---------- Data shown
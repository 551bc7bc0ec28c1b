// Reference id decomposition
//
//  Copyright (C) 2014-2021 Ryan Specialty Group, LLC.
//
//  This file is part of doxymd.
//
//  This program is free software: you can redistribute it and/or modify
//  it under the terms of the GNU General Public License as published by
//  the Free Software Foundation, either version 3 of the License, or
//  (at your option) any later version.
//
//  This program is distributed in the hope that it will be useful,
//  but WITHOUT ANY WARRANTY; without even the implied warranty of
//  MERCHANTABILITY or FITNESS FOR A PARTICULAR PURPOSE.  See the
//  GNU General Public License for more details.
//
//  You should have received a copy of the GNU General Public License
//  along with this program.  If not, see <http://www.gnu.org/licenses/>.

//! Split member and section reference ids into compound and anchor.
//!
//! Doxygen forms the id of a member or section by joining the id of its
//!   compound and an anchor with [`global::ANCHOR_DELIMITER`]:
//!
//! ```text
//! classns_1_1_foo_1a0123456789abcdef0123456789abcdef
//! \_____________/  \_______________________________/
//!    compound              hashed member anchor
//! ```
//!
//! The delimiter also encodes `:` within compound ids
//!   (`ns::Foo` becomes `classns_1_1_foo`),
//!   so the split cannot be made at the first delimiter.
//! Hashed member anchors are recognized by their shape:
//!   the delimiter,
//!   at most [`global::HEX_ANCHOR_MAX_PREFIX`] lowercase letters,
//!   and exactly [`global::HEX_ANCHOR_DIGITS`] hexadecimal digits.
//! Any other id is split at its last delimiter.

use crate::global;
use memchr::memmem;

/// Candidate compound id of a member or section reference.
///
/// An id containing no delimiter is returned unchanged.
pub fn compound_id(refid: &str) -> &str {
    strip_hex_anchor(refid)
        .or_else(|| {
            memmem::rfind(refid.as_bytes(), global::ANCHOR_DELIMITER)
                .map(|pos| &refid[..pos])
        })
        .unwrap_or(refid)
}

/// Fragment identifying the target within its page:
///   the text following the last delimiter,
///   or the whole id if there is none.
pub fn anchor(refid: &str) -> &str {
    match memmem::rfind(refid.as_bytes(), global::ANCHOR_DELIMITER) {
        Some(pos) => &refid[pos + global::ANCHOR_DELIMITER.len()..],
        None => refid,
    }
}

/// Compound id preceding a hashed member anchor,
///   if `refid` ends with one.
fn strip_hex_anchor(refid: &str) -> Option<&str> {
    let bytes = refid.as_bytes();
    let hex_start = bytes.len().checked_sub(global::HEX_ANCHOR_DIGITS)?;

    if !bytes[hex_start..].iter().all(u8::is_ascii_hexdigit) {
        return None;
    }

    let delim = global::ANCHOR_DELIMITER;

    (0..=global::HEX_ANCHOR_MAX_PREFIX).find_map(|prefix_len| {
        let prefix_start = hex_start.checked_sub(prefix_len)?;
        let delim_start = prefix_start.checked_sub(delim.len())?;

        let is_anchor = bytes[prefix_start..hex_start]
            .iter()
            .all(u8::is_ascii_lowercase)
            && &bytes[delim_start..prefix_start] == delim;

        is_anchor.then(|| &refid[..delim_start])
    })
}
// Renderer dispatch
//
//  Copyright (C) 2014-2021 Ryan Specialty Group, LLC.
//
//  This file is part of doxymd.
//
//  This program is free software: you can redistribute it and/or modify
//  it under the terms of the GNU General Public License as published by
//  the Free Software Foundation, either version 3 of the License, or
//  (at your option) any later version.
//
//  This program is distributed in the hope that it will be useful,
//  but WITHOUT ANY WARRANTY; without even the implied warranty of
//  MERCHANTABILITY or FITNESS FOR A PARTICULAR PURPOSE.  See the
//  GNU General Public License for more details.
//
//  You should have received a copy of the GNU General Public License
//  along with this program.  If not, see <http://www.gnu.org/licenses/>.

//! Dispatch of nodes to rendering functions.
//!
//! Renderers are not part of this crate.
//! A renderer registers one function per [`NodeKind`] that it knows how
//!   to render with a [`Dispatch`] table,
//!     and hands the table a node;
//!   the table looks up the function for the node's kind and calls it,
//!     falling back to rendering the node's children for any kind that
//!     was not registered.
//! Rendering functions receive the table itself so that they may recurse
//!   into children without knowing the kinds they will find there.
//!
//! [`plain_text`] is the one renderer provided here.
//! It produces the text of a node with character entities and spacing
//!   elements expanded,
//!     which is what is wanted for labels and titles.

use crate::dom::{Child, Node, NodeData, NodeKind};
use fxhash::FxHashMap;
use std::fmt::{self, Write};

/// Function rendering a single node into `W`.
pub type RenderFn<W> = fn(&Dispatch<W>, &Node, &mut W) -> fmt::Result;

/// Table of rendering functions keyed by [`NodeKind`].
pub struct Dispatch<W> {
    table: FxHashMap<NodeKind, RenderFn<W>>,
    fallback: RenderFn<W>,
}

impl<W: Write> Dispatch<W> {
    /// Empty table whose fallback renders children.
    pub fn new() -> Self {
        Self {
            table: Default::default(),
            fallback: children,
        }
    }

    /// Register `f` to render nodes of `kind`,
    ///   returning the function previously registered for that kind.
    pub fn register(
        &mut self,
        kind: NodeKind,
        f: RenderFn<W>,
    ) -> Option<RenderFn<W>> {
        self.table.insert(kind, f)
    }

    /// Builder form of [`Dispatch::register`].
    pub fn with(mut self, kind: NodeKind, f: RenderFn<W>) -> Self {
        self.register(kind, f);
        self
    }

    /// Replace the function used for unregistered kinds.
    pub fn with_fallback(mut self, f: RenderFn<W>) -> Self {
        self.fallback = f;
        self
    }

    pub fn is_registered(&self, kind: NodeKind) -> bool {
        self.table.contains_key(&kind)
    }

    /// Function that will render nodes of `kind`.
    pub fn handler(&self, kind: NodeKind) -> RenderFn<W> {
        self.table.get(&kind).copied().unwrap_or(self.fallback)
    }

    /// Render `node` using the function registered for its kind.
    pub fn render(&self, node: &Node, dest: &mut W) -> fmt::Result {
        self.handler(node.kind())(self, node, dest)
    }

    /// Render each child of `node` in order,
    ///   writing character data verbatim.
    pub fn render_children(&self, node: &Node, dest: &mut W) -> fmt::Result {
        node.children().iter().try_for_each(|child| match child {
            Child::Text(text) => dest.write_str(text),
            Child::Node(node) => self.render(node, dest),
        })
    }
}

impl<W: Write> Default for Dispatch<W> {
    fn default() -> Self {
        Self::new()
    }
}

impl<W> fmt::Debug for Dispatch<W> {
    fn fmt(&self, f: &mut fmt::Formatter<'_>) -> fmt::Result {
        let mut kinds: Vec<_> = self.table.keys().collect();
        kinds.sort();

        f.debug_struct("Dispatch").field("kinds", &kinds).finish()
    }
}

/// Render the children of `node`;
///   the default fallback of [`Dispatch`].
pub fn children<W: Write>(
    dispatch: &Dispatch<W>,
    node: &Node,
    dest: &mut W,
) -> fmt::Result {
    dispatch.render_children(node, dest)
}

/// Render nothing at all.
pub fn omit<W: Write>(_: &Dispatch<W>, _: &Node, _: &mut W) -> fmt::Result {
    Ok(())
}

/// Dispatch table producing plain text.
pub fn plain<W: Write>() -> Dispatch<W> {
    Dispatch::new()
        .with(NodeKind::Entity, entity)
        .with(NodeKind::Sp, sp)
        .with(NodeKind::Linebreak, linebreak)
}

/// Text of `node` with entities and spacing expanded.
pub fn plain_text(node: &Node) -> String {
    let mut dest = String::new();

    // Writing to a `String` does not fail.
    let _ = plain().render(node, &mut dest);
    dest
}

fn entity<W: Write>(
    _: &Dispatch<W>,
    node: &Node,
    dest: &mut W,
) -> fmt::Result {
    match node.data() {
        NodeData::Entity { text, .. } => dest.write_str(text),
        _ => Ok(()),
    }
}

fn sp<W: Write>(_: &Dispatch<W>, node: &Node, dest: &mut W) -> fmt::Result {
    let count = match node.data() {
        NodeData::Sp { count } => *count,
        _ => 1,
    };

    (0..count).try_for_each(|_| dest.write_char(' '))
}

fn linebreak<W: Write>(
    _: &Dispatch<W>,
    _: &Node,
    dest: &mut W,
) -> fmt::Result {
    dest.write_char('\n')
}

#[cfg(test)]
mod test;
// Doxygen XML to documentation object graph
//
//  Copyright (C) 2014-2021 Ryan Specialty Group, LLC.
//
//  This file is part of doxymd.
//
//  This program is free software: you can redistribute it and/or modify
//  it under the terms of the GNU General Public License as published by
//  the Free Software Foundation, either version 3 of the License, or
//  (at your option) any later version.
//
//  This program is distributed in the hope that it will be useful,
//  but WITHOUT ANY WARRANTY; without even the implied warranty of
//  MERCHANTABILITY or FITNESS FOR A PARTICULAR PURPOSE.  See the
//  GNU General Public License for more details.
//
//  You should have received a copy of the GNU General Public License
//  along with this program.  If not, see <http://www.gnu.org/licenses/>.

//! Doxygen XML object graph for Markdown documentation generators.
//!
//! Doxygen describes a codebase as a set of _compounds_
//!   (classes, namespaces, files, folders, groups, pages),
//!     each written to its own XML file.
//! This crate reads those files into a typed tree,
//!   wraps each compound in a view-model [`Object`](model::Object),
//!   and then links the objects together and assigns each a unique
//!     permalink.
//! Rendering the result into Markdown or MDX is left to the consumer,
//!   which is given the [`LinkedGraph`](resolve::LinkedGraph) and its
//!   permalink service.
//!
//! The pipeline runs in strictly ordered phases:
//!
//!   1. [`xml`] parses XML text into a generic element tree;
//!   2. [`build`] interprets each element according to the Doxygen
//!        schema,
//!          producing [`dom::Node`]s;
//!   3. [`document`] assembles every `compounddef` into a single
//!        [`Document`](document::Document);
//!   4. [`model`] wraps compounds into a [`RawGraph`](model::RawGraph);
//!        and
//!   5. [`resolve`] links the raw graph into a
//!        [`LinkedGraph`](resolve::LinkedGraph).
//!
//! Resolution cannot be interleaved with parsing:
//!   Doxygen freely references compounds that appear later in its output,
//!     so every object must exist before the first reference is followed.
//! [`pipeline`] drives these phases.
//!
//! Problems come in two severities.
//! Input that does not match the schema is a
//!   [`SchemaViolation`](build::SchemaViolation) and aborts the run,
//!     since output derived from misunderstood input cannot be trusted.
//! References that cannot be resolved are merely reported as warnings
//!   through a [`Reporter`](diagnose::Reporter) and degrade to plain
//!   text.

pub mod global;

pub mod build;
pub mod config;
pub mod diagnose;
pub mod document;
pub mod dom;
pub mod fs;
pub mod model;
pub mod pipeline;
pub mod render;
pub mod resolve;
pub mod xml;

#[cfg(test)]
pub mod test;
--------------------
Brief:
Count the lines in the records above that contain the word "crate", and report only that number.

Written solution:
4